We have to fight being oppressed and controlled at many levels. And my study on Latino lawyers’ experience underscores this huge problem. There is a long entrenched historical pattern of unequal treatment and even the devaluing of Latinas in traditional Latino culture. Ignoring these challenges within our culture will only keep us all down.
I just got a Constitution for an organization called the Mexican American Democrats of Texas, dated June 1 of this year. It clearly reflects the growing demographic and political strength of Mexican Americans in Texas, a state where all statewide elected officials are currently Republicans. Since Mexican American voters tend to vote for the Democratic Party (about 67 percent voted for Obama in 2008), will this mean that Texas may soon move back into the “blue column,” especially given the new attacks on immigrants just this week mounted by the mostly white Republicans in the special session of the Texas legislature. The dramatic growth of the Mexican American (and larger Latino) population in Texas has led to reasonable forecasts that Texas will be more than half Latino in just a few decades. It has also led to forecasts that the Latino growth in numerous states will likely be to the benefit of Democratic Party candidates.
Even the usually savvy on immigration issues Texas governor, Republican Rick Perry, has joined in the rather nativistic support for severe limitations on the rights of the many undocumented Texans with their roots in Mexico.
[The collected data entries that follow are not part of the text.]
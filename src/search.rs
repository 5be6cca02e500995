// Multiplayer game-tree search
//
// The three strategies share one depth-first recursion and differ only in how
// a parent folds its children's score vectors:
// - MaxN: the acting player keeps the child best for itself
// - Paranoid: the root player maximises its slot, everyone else minimises
//   their own slot
// - Team: leaves are aggregated per team before MaxN-style backpropagation

use log::{debug, error};

use crate::actions::ActionCatalog;
use crate::evaluation::StateEvaluation;
use crate::profile;
use crate::state::GameState;
use crate::territory::TerritoryEvaluator;
use crate::types::{Direction, PlayerId, ScoreVector};

/// Backpropagation rule
#[derive(Debug, Clone, Copy, PartialEq, Eq)]
pub enum SearchKind {
    MaxN,
    Paranoid,
    /// Sum-of-scores over the team relation
    Team,
}

/// State is terminal when at most one player is alive
pub fn is_terminal(state: &GameState) -> bool {
    state.alive_count() <= 1
}

/// State is terminal as soon as any team has no living member,
/// even if several other teams are still fully populated
pub fn is_terminal_team(state: &GameState) -> bool {
    state
        .teams()
        .teams()
        .iter()
        .any(|team| team.iter().all(|&id| !state.is_alive(id)))
}

/// Next living player after `current`, cycling by ascending id.
/// Returns `current` itself when it is the only one alive, `None` when nobody is.
pub fn next_player(state: &GameState, current: PlayerId) -> Option<PlayerId> {
    let n = state.num_players();
    if n == 0 || state.alive_count() == 0 {
        return None;
    }

    (1..=n)
        .map(|offset| (current + offset) % n)
        .find(|&id| state.is_alive(id))
}

/// Matrix-vector product used to turn raw scores into team sums
pub fn social_range_product(matrix: &[Vec<i32>], vector: &[i32]) -> Result<ScoreVector, String> {
    if matrix.is_empty() {
        return Err("Social range matrix is empty".to_string());
    }

    matrix
        .iter()
        .enumerate()
        .map(|(row_index, row)| {
            if row.len() != vector.len() {
                return Err(format!(
                    "Dimension mismatch: matrix row {} has {} columns, score vector has {} entries",
                    row_index,
                    row.len(),
                    vector.len()
                ));
            }
            Ok(row.iter().zip(vector).map(|(m, v)| m * v).sum())
        })
        .collect()
}

/// A search strategy paired with its leaf scorer
#[derive(Debug, Clone)]
pub struct SearchAlgorithm {
    kind: SearchKind,
    evaluation: StateEvaluation,
}

impl SearchAlgorithm {
    pub fn new(kind: SearchKind, evaluation: StateEvaluation) -> Self {
        SearchAlgorithm {
            kind,
            evaluation,
        }
    }

    pub fn kind(&self) -> SearchKind {
        self.kind
    }

    pub fn evaluation(&self) -> &StateEvaluation {
        &self.evaluation
    }

    /// Terminal test matching this strategy's game mode
    pub fn is_terminal(&self, state: &GameState) -> bool {
        match self.kind {
            SearchKind::Team => is_terminal_team(state),
            SearchKind::MaxN | SearchKind::Paranoid => is_terminal(state),
        }
    }

    /// Backpropagated score vector for `state` with `player` to act.
    ///
    /// `maximizer` is the root player the Paranoid rule optimises for; the
    /// other strategies ignore it.
    pub fn search(
        &self,
        state: &GameState,
        catalog: &ActionCatalog,
        territory: &TerritoryEvaluator,
        depth: u32,
        player: PlayerId,
        maximizer: PlayerId,
    ) -> Result<ScoreVector, String> {
        self.search_node(state.clone(), catalog, territory, depth, player, maximizer)
    }

    /// Picks the move giving `player` the strictly highest score at its own slot.
    /// Ties keep the earliest move in catalog order.
    ///
    /// With no legal move the player is marked dead in `state` and `None` is returned.
    /// Counted once per call under the `search` profiling category.
    pub fn best_move(
        &self,
        state: &mut GameState,
        territory: &TerritoryEvaluator,
        player: PlayerId,
        depth: u32,
    ) -> Result<Option<Direction>, String> {
        profile!("search", {
            let catalog = ActionCatalog::new();
            let moves = catalog.legal_moves(state, player);
            if moves.is_empty() {
                debug!("Player {} has no legal move and is eliminated", player);
                state.mark_dead(player);
                return Ok(None);
            }

            let mut best: Option<(Direction, i32)> = None;
            for direction in moves {
                let child = catalog.apply(state, direction, player);
                let values = self.descend(
                    child,
                    &catalog,
                    territory,
                    depth.saturating_sub(1),
                    player,
                    player,
                )?;
                let value = values[player];

                if best.map_or(true, |(_, best_value)| best_value < value) {
                    best = Some((direction, value));
                }
            }

            if let Some((direction, value)) = best {
                debug!(
                    "{:?} search: player {} picks {} (score {}, depth {})",
                    self.kind,
                    player,
                    direction.as_str(),
                    value,
                    depth
                );
            }
            Ok(best.map(|(direction, _)| direction))
        })
    }

    /// Recurses into `child` with the next living player, or scores it directly
    /// when rotation finds nobody alive
    fn descend(
        &self,
        child: GameState,
        catalog: &ActionCatalog,
        territory: &TerritoryEvaluator,
        depth: u32,
        mover: PlayerId,
        maximizer: PlayerId,
    ) -> Result<ScoreVector, String> {
        match next_player(&child, mover) {
            Some(next) => self.search_node(child, catalog, territory, depth, next, maximizer),
            None => self.evaluate_leaf(child, territory),
        }
    }

    fn search_node(
        &self,
        state: GameState,
        catalog: &ActionCatalog,
        territory: &TerritoryEvaluator,
        depth: u32,
        player: PlayerId,
        maximizer: PlayerId,
    ) -> Result<ScoreVector, String> {
        if depth == 0 || self.is_terminal(&state) {
            return self.evaluate_leaf(state, territory);
        }

        let maximizing = match self.kind {
            SearchKind::Paranoid => player == maximizer,
            SearchKind::MaxN | SearchKind::Team => true,
        };

        let mut best: Option<ScoreVector> = None;
        for direction in catalog.legal_moves(&state, player) {
            let child = catalog.apply(&state, direction, player);
            let values = match next_player(&child, player) {
                Some(next) => self.search_node(child, catalog, territory, depth - 1, next, maximizer)?,
                None => self.evaluate_leaf(child, territory)?,
            };

            best = Some(Self::backpropagate(best, values, player, maximizing));
        }

        Ok(best.unwrap_or_else(|| self.empty_accumulator(state.num_players(), maximizing)))
    }

    /// Folds one child's vector into the accumulator, comparing at the acting player's slot.
    /// Later children win ties when maximising, earlier ones when minimising.
    fn backpropagate(
        best: Option<ScoreVector>,
        values: ScoreVector,
        player: PlayerId,
        maximizing: bool,
    ) -> ScoreVector {
        match best {
            None => values,
            Some(current) if maximizing && current[player] <= values[player] => values,
            Some(current) if !maximizing && current[player] > values[player] => values,
            Some(current) => current,
        }
    }

    /// Vector returned by a node whose acting player has no legal move
    fn empty_accumulator(&self, num_players: usize, maximizing: bool) -> ScoreVector {
        match self.kind {
            SearchKind::MaxN | SearchKind::Team => vec![0; num_players],
            SearchKind::Paranoid if maximizing => vec![i32::MIN; num_players],
            SearchKind::Paranoid => vec![i32::MAX; num_players],
        }
    }

    /// The only place scores originate: territory pass, then the configured scorer
    fn evaluate_leaf(
        &self,
        mut state: GameState,
        territory: &TerritoryEvaluator,
    ) -> Result<ScoreVector, String> {
        territory.assign_territory(&mut state);
        let raw = self.evaluation.evaluate(&state);

        match self.kind {
            SearchKind::Team => {
                let matrix = state.teams().social_range_matrix();
                social_range_product(&matrix, &raw).map_err(|e| {
                    error!("Team score aggregation failed: {}", e);
                    e
                })
            }
            SearchKind::MaxN | SearchKind::Paranoid => Ok(raw),
        }
    }
}

#[cfg(test)]
mod tests {
    use super::*;
    use crate::types::{Coord, Player};

    fn line_state(alive: &[bool]) -> GameState {
        let players: Vec<Player> = (0..alive.len())
            .map(|i| Player::new(format!("p{}", i), i, char::from(b'0' + i as u8)))
            .collect();
        let positions = (0..alive.len()).map(|i| Coord::new(i as i32 * 2, 0)).collect();
        let mut state = GameState::new(8, players, positions).unwrap();
        for (id, &is_alive) in alive.iter().enumerate() {
            if !is_alive {
                state.mark_dead(id);
            }
        }
        state
    }

    #[test]
    fn test_next_player_skips_dead_and_wraps() {
        let state = line_state(&[true, false, true, true]);
        assert_eq!(next_player(&state, 0), Some(2));
        assert_eq!(next_player(&state, 3), Some(0));
    }

    #[test]
    fn test_next_player_returns_self_when_alone() {
        let state = line_state(&[false, true, false]);
        assert_eq!(next_player(&state, 1), Some(1));
    }

    #[test]
    fn test_next_player_none_when_everyone_dead() {
        let state = line_state(&[false, false]);
        assert_eq!(next_player(&state, 0), None);
    }

    #[test]
    fn test_social_range_product_rejects_mismatch() {
        let matrix = vec![vec![1, 0], vec![0, 1]];
        assert!(social_range_product(&matrix, &[1, 2, 3]).is_err());
        assert!(social_range_product(&[], &[1]).is_err());
    }

    fn fold(children: &[ScoreVector], player: PlayerId, maximizing: bool) -> Option<ScoreVector> {
        children.iter().cloned().fold(None, |best, values| {
            Some(SearchAlgorithm::backpropagate(best, values, player, maximizing))
        })
    }

    #[test]
    fn test_backpropagate_tie_breaking() {
        let children = vec![vec![4, 1], vec![4, 2], vec![3, 0]];
        assert_eq!(fold(&children, 0, true), Some(vec![4, 2]));

        let children = vec![vec![0, 2], vec![1, 2], vec![5, 3]];
        assert_eq!(fold(&children, 1, false), Some(vec![0, 2]));
    }

    #[test]
    fn test_raising_a_child_never_lowers_the_parent() {
        let children = vec![vec![2, 7], vec![5, 1], vec![3, 3]];
        let before = fold(&children, 0, true).unwrap()[0];

        for raised in 0..children.len() {
            for bump in 1..4 {
                let mut changed = children.clone();
                changed[raised][0] += bump;
                let after = fold(&changed, 0, true).unwrap()[0];
                assert!(after >= before, "raising child {} by {} lowered the parent", raised, bump);
            }
        }
    }

    #[test]
    fn test_best_move_counts_one_search_per_selection() {
        std::env::set_var("TRON_PROFILE", "1");
        let state = line_state(&[true, true, true]);
        let maxn = SearchAlgorithm::new(SearchKind::MaxN, StateEvaluation::Territory);

        let before = crate::simple_profiler::thread_local_count("search");
        let choice = maxn.best_move(&mut state.clone(), &TerritoryEvaluator::new(), 0, 3);
        assert!(choice.unwrap().is_some());
        let after = crate::simple_profiler::thread_local_count("search");

        // Inner nodes of the tree are not counted as selections
        assert_eq!(after, before + 1);
    }

    #[test]
    fn test_empty_accumulator_per_kind() {
        let eval = StateEvaluation::Territory;
        let maxn = SearchAlgorithm::new(SearchKind::MaxN, eval);
        let paranoid = SearchAlgorithm::new(SearchKind::Paranoid, eval);
        assert_eq!(maxn.empty_accumulator(2, true), vec![0, 0]);
        assert_eq!(paranoid.empty_accumulator(2, true), vec![i32::MIN, i32::MIN]);
        assert_eq!(paranoid.empty_accumulator(2, false), vec![i32::MAX, i32::MAX]);
    }
}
These Texans do much of the hardest and toughest work in Texas.
(That anti-immigrant political position is a bit ironic given that “Texas” history started as an invasion of US citizens mostly of European origin [and usually without documents] flooding what became Texas. Eventually the US invaders decided to secede from Mexico by force, in part so these whites could protect the enslavement of black Americans they enforced in the Texas area. That immigration story is often told in a substantially mythological form some distance from the historical truth.)
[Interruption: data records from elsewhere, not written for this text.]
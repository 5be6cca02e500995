use log::{info, warn};
use rand::rngs::StdRng;
use rand::SeedableRng;
use std::env;
use std::process;
use std::time::Instant;

use tron_search::arena::MatchResult;
use tron_search::config::Config;
use tron_search::simple_profiler;
use tron_search::state::GameState;

fn print_grid(turn: u32, state: &GameState) {
    println!("Turn {}", turn);
    for row in state.render() {
        let spaced: Vec<String> = row.chars().map(|c| c.to_string()).collect();
        println!(" {}", spaced.join("  "));
    }
    println!();
}

fn main() {
    // We default to 'info' level logging. But if the `RUST_LOG` environment variable is set,
    // we keep that value instead.
    if env::var("RUST_LOG").is_err() {
        env::set_var("RUST_LOG", "info");
    }

    env_logger::init();

    // Optional first argument overrides the config path
    let config = match env::args().nth(1) {
        Some(path) => Config::from_file(&path).unwrap_or_else(|e| {
            eprintln!("Error: {}", e);
            process::exit(1);
        }),
        None => Config::load_or_default(),
    };

    if let Err(e) = config.validate() {
        eprintln!("Invalid configuration: {}", e);
        process::exit(1);
    }

    let mut rng = match config.game.seed {
        Some(seed) => StdRng::seed_from_u64(seed),
        None => StdRng::from_os_rng(),
    };

    let initial = match config.initial_state(&mut rng) {
        Ok(state) => state,
        Err(e) => {
            eprintln!("Could not build the initial state: {}", e);
            process::exit(1);
        }
    };

    info!(
        "Starting {:?} match on a {}x{} grid, depth {}",
        config.game.mode, config.game.grid_size, config.game.grid_size, config.game.depth
    );
    for (player, settings) in initial.players().iter().zip(&config.players) {
        info!("  {} ({}) plays {:?}", player.name, player.symbol, settings.strategy);
    }

    let arena = config.build_arena();
    let show = config.display.print_grid;
    if show {
        print_grid(0, &initial);
    }

    let start_time = Instant::now();
    let outcome = arena.run_match(initial, &mut rng, |turn, state| {
        if show {
            print_grid(turn, state);
        }
    });

    simple_profiler::merge_thread_local();
    simple_profiler::print_report(start_time.elapsed().as_millis() as u64);

    let outcome = match outcome {
        Ok(outcome) => outcome,
        Err(e) => {
            eprintln!("Match aborted: {}", e);
            process::exit(1);
        }
    };

    let name = |id: usize| {
        outcome
            .final_state
            .player(id)
            .map(|p| p.name.clone())
            .unwrap_or_else(|| format!("player {}", id))
    };

    println!("Game over after {} turns", outcome.turns);
    match &outcome.result {
        MatchResult::Winner(id) => println!("Winner: {}", name(*id)),
        MatchResult::WinningTeam(team) => {
            let names: Vec<String> = team.iter().map(|&id| name(id)).collect();
            println!("Winning team: {}", names.join(", "));
        }
        MatchResult::Survivors(teams) => {
            warn!("Match stopped with {} teams standing", teams.len());
            for team in teams {
                let names: Vec<String> = team.iter().map(|&id| name(id)).collect();
                println!("Still standing: {}", names.join(", "));
            }
        }
        MatchResult::Draw => println!("Draw: nobody survived"),
    }
}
Here is the first part of the new constitution for the Mexican American Democrats. (Here is their email address: firstname.lastname@example.org)
CONSTITUTION AND BYLAWS
We, the Mexican American Democrats of Texas, seeking to ensure the benefits of a free society for ourselves, our families, our communities, counties, state and nation, and seeking to achieve full representation at all levels of the Democratic Party, do hereby adopt the Constitution and Bylaws of the Mexican American Democrats of Texas.
ARTICLE I – NAME
The name of this organization shall be the Mexican American Democrats of Texas, hereinafter referred to as “MAD” or as “Texas MAD”.
ARTICLE II – PURPOSE
The purpose of this organization shall be to seek full representation of Mexican Americans at all levels and in all activities of the Democratic Party. This shall include, but not be limited to, participating in the delegate selection and committee processes at all levels of the Democratic Party conventions and organizations; selecting, screening, supporting, and endorsing Democratic candidates; taking appropriate public stands on issues relevant to our communities; and proposing, supporting, and, when necessary, opposing legislation relevant to the Mexican American community.
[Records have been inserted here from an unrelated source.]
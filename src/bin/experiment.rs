//! Win-rate experiment across search depths
//!
//! For every depth in the configured range, plays a batch of seeded matches with
//! random start positions in parallel and tallies wins per player.
//!
//! Usage: experiment [config.toml]

use parking_lot::Mutex;
use rand::rngs::StdRng;
use rand::SeedableRng;
use rayon::prelude::*;
use serde::Serialize;
use std::collections::BTreeMap;
use std::env;
use std::process;
use std::time::Instant;

use tron_search::arena::{Arena, MatchResult};
use tron_search::config::Config;
use tron_search::simple_profiler;

#[derive(Debug, Default, Serialize)]
struct DepthSummary {
    depth: u32,
    matches: usize,
    wins: BTreeMap<String, usize>,
    draws: usize,
    unfinished: usize,
    errors: usize,
    timestamp: String,
}

/// Seed of one match; wraps instead of overflowing for large base seeds
fn match_seed(base_seed: u64, depth: u32, index: usize) -> u64 {
    base_seed
        .wrapping_add(u64::from(depth).wrapping_mul(1_000_000))
        .wrapping_add(index as u64)
}

fn main() {
    if env::var("RUST_LOG").is_err() {
        env::set_var("RUST_LOG", "warn");
    }
    env_logger::init();

    let args: Vec<String> = env::args().collect();
    let config = match args.get(1) {
        Some(path) => Config::from_file(path).unwrap_or_else(|e| {
            eprintln!("Error: {}", e);
            process::exit(1);
        }),
        None => Config::load_or_default(),
    };

    if let Err(e) = config.validate() {
        eprintln!("Invalid configuration: {}", e);
        process::exit(1);
    }

    let randomised = config.with_random_starts();
    let names: Vec<String> = config.players.iter().map(|p| p.name.clone()).collect();
    let matches = config.experiment.matches_per_depth;

    println!("\n═══════════════════════════════════════════════════════════");
    println!("                 WIN-RATE EXPERIMENT");
    println!("═══════════════════════════════════════════════════════════");
    println!("Grid:      {}x{}", config.game.grid_size, config.game.grid_size);
    println!("Mode:      {:?}", config.game.mode);
    println!(
        "Depths:    {}..={}",
        config.experiment.min_depth, config.experiment.max_depth
    );
    println!("Matches:   {} per depth", matches);
    for player in &config.players {
        println!("  {:<12} {:?}", player.name, player.strategy);
    }
    println!("═══════════════════════════════════════════════════════════\n");

    let start_time = Instant::now();
    let mut summaries = Vec::new();

    for depth in config.experiment.min_depth..=config.experiment.max_depth {
        let arena = Arena::new(
            config.game.mode,
            depth,
            config.players.iter().map(|p| p.strategy).collect(),
            config.evaluation.to_evaluation(),
        );

        let tally = Mutex::new(DepthSummary {
            depth,
            matches,
            ..Default::default()
        });

        (0..matches).into_par_iter().for_each(|index| {
            let seed = match_seed(config.experiment.base_seed, depth, index);
            let mut rng = StdRng::seed_from_u64(seed);

            let outcome = randomised
                .initial_state(&mut rng)
                .and_then(|state| arena.run_match(state, &mut rng, |_, _| {}));
            simple_profiler::merge_thread_local();

            let mut summary = tally.lock();
            match outcome {
                Ok(outcome) => match outcome.result {
                    MatchResult::Winner(id) => {
                        *summary.wins.entry(names[id].clone()).or_insert(0) += 1;
                    }
                    MatchResult::WinningTeam(team) => {
                        for id in team {
                            *summary.wins.entry(names[id].clone()).or_insert(0) += 1;
                        }
                    }
                    MatchResult::Survivors(_) => summary.unfinished += 1,
                    MatchResult::Draw => summary.draws += 1,
                },
                Err(e) => {
                    eprintln!("Match {} at depth {} failed: {}", index, depth, e);
                    summary.errors += 1;
                }
            }
        });

        let mut summary = tally.into_inner();
        summary.timestamp = chrono::Utc::now().to_rfc3339();
        println!("Depth {}", depth);
        for name in &names {
            println!("  Player : {:<12} : {}", name, summary.wins.get(name).copied().unwrap_or(0));
        }
        println!("  Draws  : {}", summary.draws);
        if summary.unfinished > 0 {
            println!("  Several teams standing : {}", summary.unfinished);
        }
        println!();
        summaries.push(summary);
    }

    simple_profiler::print_report(start_time.elapsed().as_millis() as u64);

    // One machine-readable line per depth for plotting
    for summary in &summaries {
        match serde_json::to_string(summary) {
            Ok(line) => println!("{}", line),
            Err(e) => eprintln!("Failed to serialise summary: {}", e),
        }
    }
}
ARTICLE III – GENERAL MEMBERSHIP
Section 1. Qualifications: The General Membership of Texas MAD shall be open to any member of the Mexican American community, but will not be limited to the Spanish surnamed.
Section 2. Application Procedures: The Credentials Committee of Texas MAD shall adopt a mandatory application form which shall at a minimum include the applicant’s name, address, voter registration number, effective date of state membership, and a mandatory signature line. The Credentials Committee of Texas MAD shall also adopt verification procedures of membership.